The E61i also comes with Nokia's Team Suite application, a utility which can help mobile workers keep in touch with groups of colleagues by letting you define custom teams from your contact list. You can then apply various actions to the entire team, such as sending text or e-mail messages or setting up a multi-party call through the mobile carrier. (TeamSuite can also automate access to outside conference call services by letting you enter dial-in numbers, IDs, PINs, etc in advance.) An Adobe PDF reader, ZIP file utility, and an application that does conversions with weights and measures or currencies are also included. Most road warriors will want the E61 for keeping up with e-mail, and the E61i offers a number of ways to do that starting by letting you access POP/SMTP or IMAP accounts. Although not installed by default, you can download BlackBerry Connect or Mail For Exchange software to get push e-mail capabilities, assuming your carrier or corporate IT department supports it. On the upper left of the E61 sits an indicator light which can be configured to illuminate when a new e-mail (or text/MMS) message is waiting. The size and shape of the E61i's display makes viewing Web sites a bit easier than on devices with smaller and/or landscape-oriented screens. The E61's four-way D-pad may be a liability for browsing, however, as its thin directional ring around a large action button requires constant thumb repositioning-- the E62's thumbstick would have been welcome here.

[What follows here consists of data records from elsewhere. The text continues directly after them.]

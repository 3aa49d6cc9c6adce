use async_trait::async_trait;
use futures_util::StreamExt;

use crate::errors::{PilotError, PilotResult};
use crate::llm::provider::LlmProvider;
use crate::llm::sse_parser::SseAccumulator;
use crate::llm::types::{CallConfig, ChatMessage, LlmResponse};

/// Any `/chat/completions` endpoint speaking the OpenAI wire format.
pub struct OpenAiCompatibleProvider {
    id: String,
    api_base: String,
    api_key: String,
    client: reqwest::Client,
}

impl OpenAiCompatibleProvider {
    pub fn new(id: String, api_base: String, api_key: String) -> Self {
        Self {
            id,
            api_base,
            api_key,
            client: reqwest::Client::new(),
        }
    }
}

pub(crate) fn request_body(messages: &[ChatMessage], cfg: &CallConfig) -> serde_json::Value {
    serde_json::json!({
        "model": cfg.model,
        "messages": messages,
        "stream": cfg.stream,
        "temperature": cfg.temperature,
    })
}

pub(crate) fn content_from_json(json: &serde_json::Value) -> LlmResponse {
    let message = &json["choices"][0]["message"];
    LlmResponse {
        content: message["content"].as_str().unwrap_or("").to_string(),
        reasoning: message["reasoning_content"].as_str().unwrap_or("").to_string(),
    }
}

#[async_trait]
impl LlmProvider for OpenAiCompatibleProvider {
    fn name(&self) -> &str {
        &self.id
    }

    async fn chat(&self, messages: Vec<ChatMessage>, cfg: &CallConfig) -> PilotResult<LlmResponse> {
        let body = request_body(&messages, cfg);

        tracing::debug!(
            provider = %self.id,
            model = %cfg.model,
            stream = cfg.stream,
            prompt_chars = messages.iter().map(|m| m.content.len()).sum::<usize>(),
            "sending LLM request"
        );

        let response = self
            .client
            .post(&self.api_base)
            .bearer_auth(&self.api_key)
            .json(&body)
            .send()
            .await?;

        if !response.status().is_success() {
            let status = response.status();
            let err_body = response.text().await.unwrap_or_default();
            return Err(PilotError::LlmProvider(format!("{}: {}", status, err_body)));
        }

        if cfg.stream {
            self.handle_stream(response).await
        } else {
            self.handle_json(response).await
        }
    }
}

impl OpenAiCompatibleProvider {
    /// Accumulates an SSE response into the full completion text.
    async fn handle_stream(&self, response: reqwest::Response) -> PilotResult<LlmResponse> {
        let mut byte_stream = response.bytes_stream();
        let mut acc = SseAccumulator::default();

        while let Some(result) = byte_stream.next().await {
            let bytes = result?;
            if acc.push(&String::from_utf8_lossy(&bytes)) {
                break;
            }
        }

        let resp = acc.finish();
        tracing::info!(
            provider = %self.id,
            content_len = resp.content.len(),
            reasoning_len = resp.reasoning.len(),
            "LLM stream complete"
        );
        Ok(resp)
    }

    async fn handle_json(&self, response: reqwest::Response) -> PilotResult<LlmResponse> {
        let json: serde_json::Value = response.json().await?;
        if let Some(err) = json.get("error") {
            return Err(PilotError::LlmProvider(err.to_string()));
        }
        let resp = content_from_json(&json);
        tracing::info!(
            provider = %self.id,
            content_len = resp.content.len(),
            "LLM JSON response received"
        );
        Ok(resp)
    }
}

#[cfg(test)]
mod tests {
    use super::*;

    #[test]
    fn body_carries_model_settings() {
        let cfg = CallConfig {
            model: "gpt-4o-mini".into(),
            stream: false,
            temperature: 0.1,
        };
        let body = request_body(&[ChatMessage::user("go back")], &cfg);
        assert_eq!(body["model"], "gpt-4o-mini");
        assert_eq!(body["stream"], false);
        assert_eq!(body["messages"][0]["role"], "user");
        assert_eq!(body["messages"][0]["content"], "go back");
    }

    #[test]
    fn reads_first_choice() {
        let json = serde_json::json!({
            "choices": [{"message": {"role": "assistant", "content": "input keyevent 4"}}]
        });
        assert_eq!(content_from_json(&json).content, "input keyevent 4");
        assert_eq!(content_from_json(&serde_json::json!({})).content, "");
    }
}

Multimedia Features & Camera The E61i's includes only a simply monaural earbud with an inline mike for hands-free calling, so if you plan to do any serious music listening you'll want to by your own earphones. Your options for doing so are limited, however, as they connect to the E61i via Nokia's multipurpose Pop-Port connector rather than a standard audio jack. The E61i's Bluetooth support doesn't include support the AD2P profile, so getting stereo over wireless isn't an option.

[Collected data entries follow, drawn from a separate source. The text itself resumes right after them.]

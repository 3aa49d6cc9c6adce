use thiserror::Error;

#[derive(Debug, Error)]
pub enum PilotError {
    #[error("Configuration error: {0}")]
    Config(String),

    /// Context detection or element extraction exceeded its deadline.
    #[error("Detection timed out after {0} ms")]
    DetectionTimeout(u64),

    #[error("Command cache unavailable: {0}")]
    CacheUnavailable(String),

    #[error("LLM provider error: {0}")]
    LlmProvider(String),

    #[error("SSE parsing error: {0}")]
    SseParsing(String),

    /// The generated script failed allow-list or deny-list validation.
    #[error("Generated script rejected: {0}")]
    GenerationRejected(String),

    #[error("Execution step failed: {0}")]
    ExecutionStepFailed(String),

    #[error("Execution timed out after {0} ms")]
    ExecutionTimeout(u64),

    #[error("Invalid script line: {0}")]
    InvalidStep(String),

    #[error("Shell error: {0}")]
    Shell(String),

    #[error("Skill error: {0}")]
    Skill(String),

    #[error("IO error: {0}")]
    Io(#[from] std::io::Error),

    #[error("JSON error: {0}")]
    Json(#[from] serde_json::Error),

    #[error("HTTP error: {0}")]
    Http(#[from] reqwest::Error),

    #[error("TOML deserialize error: {0}")]
    TomlDe(#[from] toml::de::Error),

    #[error("TOML serialize error: {0}")]
    TomlSer(#[from] toml::ser::Error),

    #[error("Task cancelled")]
    Cancelled,
}

impl PilotError {
    /// Whether the retry wrapper may re-run a script after this failure.
    pub fn is_retryable(&self) -> bool {
        !matches!(
            self,
            PilotError::ExecutionTimeout(_) | PilotError::Cancelled | PilotError::InvalidStep(_)
        )
    }
}

impl serde::Serialize for PilotError {
    fn serialize<S>(&self, serializer: S) -> Result<S::Ok, S::Error>
    where
        S: serde::ser::Serializer,
    {
        serializer.serialize_str(self.to_string().as_str())
    }
}

pub type PilotResult<T> = Result<T, PilotError>;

The E61i also includes a 2 megapixel camera that lacks a flash or any advanced image editing tools. It produces passable though fairly mediocre images—our test shots looked muted and almost washed out. You can also use the camera to record video clips.

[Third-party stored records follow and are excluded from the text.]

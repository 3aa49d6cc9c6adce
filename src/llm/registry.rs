use std::collections::HashMap;
use std::fmt;
use std::sync::Arc;

use crate::config::{AppConfig, LlmConfig, RoleEntry};
use crate::errors::{PilotError, PilotResult};
use crate::llm::provider::LlmProvider;
use crate::llm::providers::gemini::GeminiProvider;
use crate::llm::providers::openai_compatible::OpenAiCompatibleProvider;
use crate::llm::types::CallConfig;

/// What a generation request is for; each maps to `[llm.roles.<role>]`.
#[derive(Debug, Clone, Copy, PartialEq, Eq, Hash)]
pub enum Role {
    /// Context-aware on-screen automation.
    Automation,
    /// App launching when no foreground context is known.
    Launch,
}

impl Role {
    pub fn as_str(self) -> &'static str {
        match self {
            Role::Automation => "automation",
            Role::Launch => "launch",
        }
    }
}

impl fmt::Display for Role {
    fn fmt(&self, f: &mut fmt::Formatter<'_>) -> fmt::Result {
        f.write_str(self.as_str())
    }
}

/// Registry of all available LLM providers, keyed by their config.toml identifier.
pub struct ProviderRegistry {
    providers: HashMap<String, Arc<dyn LlmProvider>>,
    active: String,
    llm_config: LlmConfig,
}

impl ProviderRegistry {
    pub fn new(active: String) -> Self {
        Self {
            providers: HashMap::new(),
            active,
            llm_config: LlmConfig::default(),
        }
    }

    pub fn register(&mut self, provider: Arc<dyn LlmProvider>) {
        self.providers.insert(provider.name().to_string(), provider);
    }

    pub fn get_active(&self) -> PilotResult<Arc<dyn LlmProvider>> {
        self.providers.get(&self.active).cloned().ok_or_else(|| {
            PilotError::Config(format!("Active provider '{}' not found in registry", self.active))
        })
    }

    pub fn list_names(&self) -> Vec<String> {
        let mut names: Vec<String> = self.providers.keys().cloned().collect();
        names.sort();
        names
    }

    fn role_entry(&self, role: Role) -> Option<&RoleEntry> {
        match role {
            Role::Automation => self.llm_config.roles.automation.as_ref(),
            Role::Launch => self.llm_config.roles.launch.as_ref(),
        }
    }

    /// Return the provider and call configuration for a generation role.
    ///
    /// Role resolution order:
    /// 1. `[llm.roles.<role>]` in config.toml
    /// 2. Fallback: active provider with its default model / temperature, non-streaming
    pub fn call_config_for_role(&self, role: Role) -> PilotResult<(Arc<dyn LlmProvider>, CallConfig)> {
        if let Some(entry) = self.role_entry(role) {
            let provider = self.providers.get(&entry.provider).cloned().ok_or_else(|| {
                PilotError::Config(format!(
                    "Role '{}' references unknown provider '{}'",
                    role, entry.provider
                ))
            })?;
            let temperature = entry.temperature.unwrap_or_else(|| {
                self.llm_config
                    .providers
                    .get(&entry.provider)
                    .map(|p| p.temperature)
                    .unwrap_or(0.1)
            });
            tracing::debug!(
                role = %role,
                provider = %entry.provider,
                model = %entry.model,
                stream = entry.stream,
                temperature,
                "resolved role config"
            );
            return Ok((
                provider,
                CallConfig {
                    model: entry.model.clone(),
                    stream: entry.stream,
                    temperature,
                },
            ));
        }

        let provider = self.get_active()?;
        let (model, temperature) = self
            .llm_config
            .providers
            .get(&self.active)
            .map(|p| (p.model.clone(), p.temperature))
            .unwrap_or_else(|| (String::new(), 0.1));
        tracing::debug!(
            role = %role,
            provider = %self.active,
            model = %model,
            "role not configured, using active provider fallback"
        );
        Ok((
            provider,
            CallConfig {
                model,
                stream: false,
                temperature,
            },
        ))
    }

    /// Build a registry from the loaded app config.
    /// Keys missing from config.toml are read from `ROOTPILOT_<ID>_API_KEY`.
    pub fn from_config(config: &AppConfig) -> Self {
        let mut registry = Self {
            providers: HashMap::new(),
            active: config.llm.active_provider.clone(),
            llm_config: config.llm.clone(),
        };
        for (id, entry) in &config.llm.providers {
            let api_key = entry
                .api_key
                .clone()
                .filter(|k| !k.is_empty())
                .or_else(|| std::env::var(format!("ROOTPILOT_{}_API_KEY", id.to_uppercase())).ok())
                .unwrap_or_default();
            if api_key.is_empty() {
                tracing::warn!(provider = %id, "no API key configured");
            }

            let provider: Arc<dyn LlmProvider> = match entry.adapter.as_deref() {
                Some("gemini") => Arc::new(GeminiProvider::new(id.clone(), entry.api_base.clone(), api_key)),
                Some("openai") | None => Arc::new(OpenAiCompatibleProvider::new(
                    id.clone(),
                    entry.api_base.clone(),
                    api_key,
                )),
                Some(other) => {
                    tracing::warn!(provider = %id, adapter = other, "unknown adapter, treating as openai-compatible");
                    Arc::new(OpenAiCompatibleProvider::new(id.clone(), entry.api_base.clone(), api_key))
                }
            };
            registry.register(provider);
        }
        tracing::info!(providers = ?registry.list_names(), active = %registry.active, "provider registry built");
        registry
    }
}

While the E62's carrier subsidy made it available for a bargain price of as little as $99, the same isn't true for the more potent E61i, which isn't currently offered by any stateside carrier. You can buy one direct from Nokia for the unit's $500 list price, or save roughly 20-25 percent by picking one up from a third-party retailer. That's pricey, but it will buy you a very capable and (relatively) exclusive smartphone.